* _WHAT IS EXPECTED_:
Determine how many lines in the data below contain "keeping" and write only that number.

* _Dataset entries_:
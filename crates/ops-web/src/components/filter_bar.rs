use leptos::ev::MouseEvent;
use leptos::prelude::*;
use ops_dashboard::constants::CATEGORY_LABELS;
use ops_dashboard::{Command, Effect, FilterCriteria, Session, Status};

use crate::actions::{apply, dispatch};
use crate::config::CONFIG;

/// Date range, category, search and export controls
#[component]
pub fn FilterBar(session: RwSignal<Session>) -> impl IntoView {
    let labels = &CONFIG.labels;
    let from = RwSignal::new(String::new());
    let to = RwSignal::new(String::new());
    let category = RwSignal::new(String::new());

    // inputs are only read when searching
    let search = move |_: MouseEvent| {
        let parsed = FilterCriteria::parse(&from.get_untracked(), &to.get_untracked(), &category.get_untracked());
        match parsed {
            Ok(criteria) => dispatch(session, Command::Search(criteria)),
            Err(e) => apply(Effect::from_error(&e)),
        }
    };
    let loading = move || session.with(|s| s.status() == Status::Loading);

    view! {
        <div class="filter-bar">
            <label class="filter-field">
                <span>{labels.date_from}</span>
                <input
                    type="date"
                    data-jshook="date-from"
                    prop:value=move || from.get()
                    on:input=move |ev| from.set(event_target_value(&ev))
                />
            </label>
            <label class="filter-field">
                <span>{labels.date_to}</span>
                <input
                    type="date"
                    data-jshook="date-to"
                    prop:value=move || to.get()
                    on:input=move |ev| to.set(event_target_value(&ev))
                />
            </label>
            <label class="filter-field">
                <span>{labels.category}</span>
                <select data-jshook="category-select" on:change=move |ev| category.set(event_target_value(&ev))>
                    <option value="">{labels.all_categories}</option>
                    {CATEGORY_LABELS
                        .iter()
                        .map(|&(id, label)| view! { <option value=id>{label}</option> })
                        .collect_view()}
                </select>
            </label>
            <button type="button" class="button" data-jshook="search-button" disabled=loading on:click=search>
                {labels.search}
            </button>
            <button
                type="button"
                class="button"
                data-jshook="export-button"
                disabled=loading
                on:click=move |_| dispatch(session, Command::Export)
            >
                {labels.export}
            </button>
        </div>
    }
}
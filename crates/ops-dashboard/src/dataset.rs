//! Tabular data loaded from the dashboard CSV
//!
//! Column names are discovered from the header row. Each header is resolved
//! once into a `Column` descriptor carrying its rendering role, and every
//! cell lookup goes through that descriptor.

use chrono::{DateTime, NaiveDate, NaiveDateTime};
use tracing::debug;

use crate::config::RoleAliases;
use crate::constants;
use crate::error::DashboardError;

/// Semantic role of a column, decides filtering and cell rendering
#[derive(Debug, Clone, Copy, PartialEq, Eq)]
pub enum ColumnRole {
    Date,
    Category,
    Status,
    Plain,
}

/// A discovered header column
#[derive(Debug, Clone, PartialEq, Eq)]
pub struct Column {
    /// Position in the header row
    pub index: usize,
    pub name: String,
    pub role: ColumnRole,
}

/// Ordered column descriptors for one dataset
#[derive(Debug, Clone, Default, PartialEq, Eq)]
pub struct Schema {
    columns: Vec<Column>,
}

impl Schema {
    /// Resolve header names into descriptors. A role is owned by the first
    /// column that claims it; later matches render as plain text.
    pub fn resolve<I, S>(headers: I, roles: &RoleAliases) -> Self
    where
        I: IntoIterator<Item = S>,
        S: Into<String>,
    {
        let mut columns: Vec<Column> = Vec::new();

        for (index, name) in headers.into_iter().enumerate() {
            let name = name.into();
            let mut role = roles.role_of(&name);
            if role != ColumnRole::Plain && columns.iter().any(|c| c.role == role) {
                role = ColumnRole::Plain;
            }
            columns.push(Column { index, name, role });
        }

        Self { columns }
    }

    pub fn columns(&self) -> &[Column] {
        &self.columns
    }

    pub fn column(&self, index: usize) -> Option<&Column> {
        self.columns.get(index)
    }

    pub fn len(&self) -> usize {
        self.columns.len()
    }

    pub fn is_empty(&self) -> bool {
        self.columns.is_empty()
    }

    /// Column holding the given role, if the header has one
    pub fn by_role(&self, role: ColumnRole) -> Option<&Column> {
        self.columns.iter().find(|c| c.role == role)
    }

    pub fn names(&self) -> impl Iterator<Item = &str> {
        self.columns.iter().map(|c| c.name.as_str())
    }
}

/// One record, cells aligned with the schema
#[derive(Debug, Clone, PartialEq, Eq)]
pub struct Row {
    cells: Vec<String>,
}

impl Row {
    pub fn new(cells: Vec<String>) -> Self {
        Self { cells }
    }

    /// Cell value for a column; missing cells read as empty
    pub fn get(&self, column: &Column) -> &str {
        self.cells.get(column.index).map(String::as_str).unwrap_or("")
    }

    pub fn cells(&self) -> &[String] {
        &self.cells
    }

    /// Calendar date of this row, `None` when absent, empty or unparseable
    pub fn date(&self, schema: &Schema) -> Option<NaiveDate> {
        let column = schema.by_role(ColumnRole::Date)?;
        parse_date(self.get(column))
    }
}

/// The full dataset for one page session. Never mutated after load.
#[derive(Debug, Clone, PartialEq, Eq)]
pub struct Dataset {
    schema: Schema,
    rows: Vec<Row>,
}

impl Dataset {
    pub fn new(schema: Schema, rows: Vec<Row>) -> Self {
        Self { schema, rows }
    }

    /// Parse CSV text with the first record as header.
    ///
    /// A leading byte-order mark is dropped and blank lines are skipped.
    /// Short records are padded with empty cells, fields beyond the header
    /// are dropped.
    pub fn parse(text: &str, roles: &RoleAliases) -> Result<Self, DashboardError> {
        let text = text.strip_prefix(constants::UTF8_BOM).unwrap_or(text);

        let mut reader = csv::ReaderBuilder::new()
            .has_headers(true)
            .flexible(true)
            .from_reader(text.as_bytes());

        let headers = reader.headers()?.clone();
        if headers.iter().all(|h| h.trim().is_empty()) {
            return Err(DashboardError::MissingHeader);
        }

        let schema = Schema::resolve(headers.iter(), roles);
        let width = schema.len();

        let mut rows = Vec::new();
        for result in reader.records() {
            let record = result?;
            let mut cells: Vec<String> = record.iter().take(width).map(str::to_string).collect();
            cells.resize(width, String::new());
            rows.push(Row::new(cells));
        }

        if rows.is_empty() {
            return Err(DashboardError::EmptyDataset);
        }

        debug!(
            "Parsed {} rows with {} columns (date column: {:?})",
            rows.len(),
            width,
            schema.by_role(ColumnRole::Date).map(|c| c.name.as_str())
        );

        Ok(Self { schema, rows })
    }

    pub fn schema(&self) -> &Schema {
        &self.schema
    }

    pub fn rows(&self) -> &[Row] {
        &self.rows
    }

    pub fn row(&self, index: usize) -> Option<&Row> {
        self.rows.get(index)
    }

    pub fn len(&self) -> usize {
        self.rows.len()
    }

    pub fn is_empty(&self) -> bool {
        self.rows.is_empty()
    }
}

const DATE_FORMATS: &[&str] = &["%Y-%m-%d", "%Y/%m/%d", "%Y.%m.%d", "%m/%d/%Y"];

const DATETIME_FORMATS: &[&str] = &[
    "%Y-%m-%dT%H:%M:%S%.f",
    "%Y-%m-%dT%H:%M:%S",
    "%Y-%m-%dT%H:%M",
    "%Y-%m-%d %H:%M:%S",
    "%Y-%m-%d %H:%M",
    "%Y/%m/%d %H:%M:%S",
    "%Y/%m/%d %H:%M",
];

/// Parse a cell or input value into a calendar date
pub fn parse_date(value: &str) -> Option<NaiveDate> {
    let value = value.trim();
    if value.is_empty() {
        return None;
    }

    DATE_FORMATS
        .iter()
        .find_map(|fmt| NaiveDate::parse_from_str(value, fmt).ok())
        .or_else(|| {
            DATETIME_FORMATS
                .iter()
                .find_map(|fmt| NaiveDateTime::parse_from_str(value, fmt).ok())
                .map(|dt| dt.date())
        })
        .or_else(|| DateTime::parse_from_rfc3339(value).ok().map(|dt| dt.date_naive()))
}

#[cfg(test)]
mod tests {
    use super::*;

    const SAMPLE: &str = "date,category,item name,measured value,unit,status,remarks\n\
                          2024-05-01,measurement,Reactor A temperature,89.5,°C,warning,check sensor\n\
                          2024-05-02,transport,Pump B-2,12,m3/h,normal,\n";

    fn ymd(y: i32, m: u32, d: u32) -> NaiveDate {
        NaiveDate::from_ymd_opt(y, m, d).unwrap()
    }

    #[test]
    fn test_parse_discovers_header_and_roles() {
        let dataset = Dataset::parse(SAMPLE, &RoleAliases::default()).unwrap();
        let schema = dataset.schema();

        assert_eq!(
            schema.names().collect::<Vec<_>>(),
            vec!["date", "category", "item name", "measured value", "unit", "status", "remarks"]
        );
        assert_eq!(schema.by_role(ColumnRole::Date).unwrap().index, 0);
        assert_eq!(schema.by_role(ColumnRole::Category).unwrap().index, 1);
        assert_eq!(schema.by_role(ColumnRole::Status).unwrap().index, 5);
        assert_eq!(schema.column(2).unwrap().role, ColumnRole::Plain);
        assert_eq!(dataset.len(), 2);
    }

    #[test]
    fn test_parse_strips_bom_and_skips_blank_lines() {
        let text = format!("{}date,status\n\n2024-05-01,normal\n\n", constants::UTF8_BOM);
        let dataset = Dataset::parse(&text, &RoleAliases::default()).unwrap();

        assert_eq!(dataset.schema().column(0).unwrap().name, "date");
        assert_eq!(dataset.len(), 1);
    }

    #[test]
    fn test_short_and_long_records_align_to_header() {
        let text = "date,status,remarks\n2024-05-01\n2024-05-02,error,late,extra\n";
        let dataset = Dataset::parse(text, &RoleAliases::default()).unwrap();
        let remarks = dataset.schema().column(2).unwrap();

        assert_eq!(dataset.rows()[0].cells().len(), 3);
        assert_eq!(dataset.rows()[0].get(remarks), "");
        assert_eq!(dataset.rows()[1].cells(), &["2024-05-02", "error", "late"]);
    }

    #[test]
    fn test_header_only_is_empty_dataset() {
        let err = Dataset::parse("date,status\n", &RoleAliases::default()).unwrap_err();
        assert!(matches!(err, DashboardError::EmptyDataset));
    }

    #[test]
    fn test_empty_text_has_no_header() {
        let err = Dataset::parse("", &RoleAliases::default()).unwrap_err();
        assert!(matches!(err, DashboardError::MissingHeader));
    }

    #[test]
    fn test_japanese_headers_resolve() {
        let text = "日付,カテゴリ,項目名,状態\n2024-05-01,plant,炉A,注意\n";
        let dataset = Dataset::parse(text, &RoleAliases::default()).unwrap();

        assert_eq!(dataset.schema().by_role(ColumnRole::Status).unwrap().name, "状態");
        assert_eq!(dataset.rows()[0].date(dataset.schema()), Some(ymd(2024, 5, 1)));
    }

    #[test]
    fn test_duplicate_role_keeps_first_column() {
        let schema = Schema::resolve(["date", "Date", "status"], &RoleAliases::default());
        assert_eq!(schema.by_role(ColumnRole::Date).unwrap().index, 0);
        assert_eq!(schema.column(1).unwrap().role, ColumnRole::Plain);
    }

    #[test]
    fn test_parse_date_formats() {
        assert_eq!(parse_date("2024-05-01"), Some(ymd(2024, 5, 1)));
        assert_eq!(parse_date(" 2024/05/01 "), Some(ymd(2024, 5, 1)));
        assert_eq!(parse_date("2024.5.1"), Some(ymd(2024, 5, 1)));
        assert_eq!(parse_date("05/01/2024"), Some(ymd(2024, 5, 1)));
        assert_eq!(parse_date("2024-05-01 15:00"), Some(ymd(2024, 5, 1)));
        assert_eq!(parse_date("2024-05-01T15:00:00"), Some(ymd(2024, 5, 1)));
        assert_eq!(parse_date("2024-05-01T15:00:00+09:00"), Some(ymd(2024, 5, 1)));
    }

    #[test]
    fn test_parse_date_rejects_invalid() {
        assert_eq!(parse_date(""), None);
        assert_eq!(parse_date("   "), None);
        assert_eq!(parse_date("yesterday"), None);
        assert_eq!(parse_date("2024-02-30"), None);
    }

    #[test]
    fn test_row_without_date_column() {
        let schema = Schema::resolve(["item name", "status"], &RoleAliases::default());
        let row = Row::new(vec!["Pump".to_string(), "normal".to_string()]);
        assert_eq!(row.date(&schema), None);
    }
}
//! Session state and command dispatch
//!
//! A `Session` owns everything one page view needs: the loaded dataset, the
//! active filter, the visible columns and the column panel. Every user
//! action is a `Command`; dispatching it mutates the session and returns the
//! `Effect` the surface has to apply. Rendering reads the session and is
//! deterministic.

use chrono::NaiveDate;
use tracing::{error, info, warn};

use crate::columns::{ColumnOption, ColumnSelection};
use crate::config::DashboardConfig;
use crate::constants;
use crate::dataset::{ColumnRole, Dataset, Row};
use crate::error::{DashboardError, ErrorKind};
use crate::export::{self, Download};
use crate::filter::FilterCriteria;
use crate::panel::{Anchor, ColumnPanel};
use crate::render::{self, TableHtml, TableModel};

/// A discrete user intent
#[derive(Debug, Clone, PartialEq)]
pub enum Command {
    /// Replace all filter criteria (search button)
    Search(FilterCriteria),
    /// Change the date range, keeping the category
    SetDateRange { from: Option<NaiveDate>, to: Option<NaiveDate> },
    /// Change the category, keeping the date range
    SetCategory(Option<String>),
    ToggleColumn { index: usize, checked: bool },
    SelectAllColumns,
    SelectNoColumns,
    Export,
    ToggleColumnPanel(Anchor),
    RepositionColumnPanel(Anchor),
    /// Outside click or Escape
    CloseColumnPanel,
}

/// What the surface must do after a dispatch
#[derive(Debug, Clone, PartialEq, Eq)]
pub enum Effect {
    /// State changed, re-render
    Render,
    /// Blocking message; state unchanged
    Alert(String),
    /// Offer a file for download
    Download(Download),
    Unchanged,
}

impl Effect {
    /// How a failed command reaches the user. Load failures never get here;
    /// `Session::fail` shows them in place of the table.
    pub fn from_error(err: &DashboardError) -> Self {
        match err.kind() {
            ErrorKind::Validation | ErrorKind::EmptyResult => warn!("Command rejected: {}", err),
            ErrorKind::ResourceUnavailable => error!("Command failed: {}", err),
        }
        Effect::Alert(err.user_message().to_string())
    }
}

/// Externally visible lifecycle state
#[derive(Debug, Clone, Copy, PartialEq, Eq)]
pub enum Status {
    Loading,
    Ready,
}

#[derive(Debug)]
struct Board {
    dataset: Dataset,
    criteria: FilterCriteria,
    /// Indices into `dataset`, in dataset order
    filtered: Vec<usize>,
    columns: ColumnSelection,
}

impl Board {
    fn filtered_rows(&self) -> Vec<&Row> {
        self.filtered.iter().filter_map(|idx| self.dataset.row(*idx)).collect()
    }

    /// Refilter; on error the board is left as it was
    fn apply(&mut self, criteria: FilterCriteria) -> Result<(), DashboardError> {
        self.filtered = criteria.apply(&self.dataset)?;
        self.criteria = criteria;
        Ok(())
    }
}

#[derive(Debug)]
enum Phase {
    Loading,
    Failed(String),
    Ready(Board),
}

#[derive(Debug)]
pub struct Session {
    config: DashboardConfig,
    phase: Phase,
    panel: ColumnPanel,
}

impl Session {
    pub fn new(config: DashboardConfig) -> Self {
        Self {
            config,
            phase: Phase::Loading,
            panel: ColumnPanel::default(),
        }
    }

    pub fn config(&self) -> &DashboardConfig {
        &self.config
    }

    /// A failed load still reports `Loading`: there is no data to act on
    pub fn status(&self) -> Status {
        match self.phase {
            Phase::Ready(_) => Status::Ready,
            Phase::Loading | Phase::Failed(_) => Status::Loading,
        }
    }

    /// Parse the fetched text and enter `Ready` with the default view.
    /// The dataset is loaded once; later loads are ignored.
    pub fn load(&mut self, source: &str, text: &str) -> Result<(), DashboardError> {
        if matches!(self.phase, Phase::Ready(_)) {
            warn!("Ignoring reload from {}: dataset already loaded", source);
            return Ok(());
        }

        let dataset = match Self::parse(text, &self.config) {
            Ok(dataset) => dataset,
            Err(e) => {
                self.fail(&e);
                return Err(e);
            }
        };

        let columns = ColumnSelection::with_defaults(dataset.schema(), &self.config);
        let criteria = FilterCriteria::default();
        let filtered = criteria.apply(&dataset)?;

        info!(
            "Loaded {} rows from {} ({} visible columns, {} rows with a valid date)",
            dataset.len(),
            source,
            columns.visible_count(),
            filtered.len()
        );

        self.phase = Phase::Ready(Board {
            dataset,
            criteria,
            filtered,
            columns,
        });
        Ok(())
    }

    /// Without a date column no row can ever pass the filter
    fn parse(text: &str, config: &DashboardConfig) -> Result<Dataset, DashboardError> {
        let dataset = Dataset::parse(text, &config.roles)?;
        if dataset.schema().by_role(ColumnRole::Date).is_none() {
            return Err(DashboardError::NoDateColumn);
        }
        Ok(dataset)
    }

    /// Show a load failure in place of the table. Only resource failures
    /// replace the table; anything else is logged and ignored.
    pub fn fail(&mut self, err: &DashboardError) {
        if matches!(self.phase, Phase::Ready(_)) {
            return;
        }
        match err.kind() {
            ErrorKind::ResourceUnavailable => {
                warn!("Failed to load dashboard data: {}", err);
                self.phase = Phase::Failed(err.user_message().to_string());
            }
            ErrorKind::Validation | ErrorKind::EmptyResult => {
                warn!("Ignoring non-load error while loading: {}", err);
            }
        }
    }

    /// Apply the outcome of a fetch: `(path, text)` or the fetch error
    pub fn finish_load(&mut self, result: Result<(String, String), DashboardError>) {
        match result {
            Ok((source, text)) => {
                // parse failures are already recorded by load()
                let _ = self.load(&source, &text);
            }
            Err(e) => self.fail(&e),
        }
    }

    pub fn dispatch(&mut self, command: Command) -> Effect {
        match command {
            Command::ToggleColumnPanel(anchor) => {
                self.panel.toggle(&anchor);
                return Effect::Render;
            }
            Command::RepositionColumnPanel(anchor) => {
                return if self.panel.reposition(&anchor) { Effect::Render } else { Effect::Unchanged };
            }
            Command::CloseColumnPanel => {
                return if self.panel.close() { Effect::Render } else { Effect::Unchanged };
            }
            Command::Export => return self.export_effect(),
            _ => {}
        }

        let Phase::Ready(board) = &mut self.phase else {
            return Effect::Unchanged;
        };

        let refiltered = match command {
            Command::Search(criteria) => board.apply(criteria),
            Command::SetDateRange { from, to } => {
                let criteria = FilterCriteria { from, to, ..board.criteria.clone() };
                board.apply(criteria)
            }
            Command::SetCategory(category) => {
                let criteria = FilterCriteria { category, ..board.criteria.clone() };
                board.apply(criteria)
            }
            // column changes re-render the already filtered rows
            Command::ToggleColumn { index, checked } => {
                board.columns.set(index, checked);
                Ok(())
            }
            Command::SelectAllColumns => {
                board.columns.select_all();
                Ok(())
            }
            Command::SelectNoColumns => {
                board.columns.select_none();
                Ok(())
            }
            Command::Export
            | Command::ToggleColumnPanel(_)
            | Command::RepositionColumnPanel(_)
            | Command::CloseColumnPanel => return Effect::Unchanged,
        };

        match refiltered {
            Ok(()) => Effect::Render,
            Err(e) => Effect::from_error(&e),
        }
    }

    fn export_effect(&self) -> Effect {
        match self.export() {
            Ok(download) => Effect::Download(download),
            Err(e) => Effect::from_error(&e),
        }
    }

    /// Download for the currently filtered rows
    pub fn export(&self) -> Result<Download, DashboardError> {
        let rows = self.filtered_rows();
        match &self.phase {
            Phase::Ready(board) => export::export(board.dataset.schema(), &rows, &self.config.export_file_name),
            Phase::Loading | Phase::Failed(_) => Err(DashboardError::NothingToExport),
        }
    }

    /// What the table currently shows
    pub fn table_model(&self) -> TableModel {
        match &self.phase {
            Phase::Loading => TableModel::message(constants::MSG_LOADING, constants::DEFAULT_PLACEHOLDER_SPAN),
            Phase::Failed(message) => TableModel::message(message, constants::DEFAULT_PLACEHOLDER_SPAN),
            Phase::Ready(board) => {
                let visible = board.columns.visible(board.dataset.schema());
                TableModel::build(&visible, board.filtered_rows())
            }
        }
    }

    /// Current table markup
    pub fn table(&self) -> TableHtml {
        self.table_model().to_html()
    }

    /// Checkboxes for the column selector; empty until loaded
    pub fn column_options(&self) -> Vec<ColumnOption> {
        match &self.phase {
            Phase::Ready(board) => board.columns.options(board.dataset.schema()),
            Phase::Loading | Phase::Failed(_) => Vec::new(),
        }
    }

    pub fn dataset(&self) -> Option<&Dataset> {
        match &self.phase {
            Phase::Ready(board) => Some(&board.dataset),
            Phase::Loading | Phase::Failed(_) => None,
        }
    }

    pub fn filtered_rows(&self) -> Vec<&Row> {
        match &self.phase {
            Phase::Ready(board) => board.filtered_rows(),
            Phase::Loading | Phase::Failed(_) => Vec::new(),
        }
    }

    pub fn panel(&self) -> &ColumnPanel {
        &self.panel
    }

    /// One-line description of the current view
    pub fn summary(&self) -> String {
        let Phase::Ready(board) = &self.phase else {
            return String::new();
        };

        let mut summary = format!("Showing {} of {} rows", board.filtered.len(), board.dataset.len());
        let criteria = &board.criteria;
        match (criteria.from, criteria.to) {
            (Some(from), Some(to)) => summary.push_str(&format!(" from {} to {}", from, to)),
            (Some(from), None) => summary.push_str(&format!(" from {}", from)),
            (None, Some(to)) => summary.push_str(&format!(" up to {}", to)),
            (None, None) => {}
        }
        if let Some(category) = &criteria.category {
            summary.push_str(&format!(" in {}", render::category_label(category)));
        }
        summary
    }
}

* _TASK RESPONSE_:
2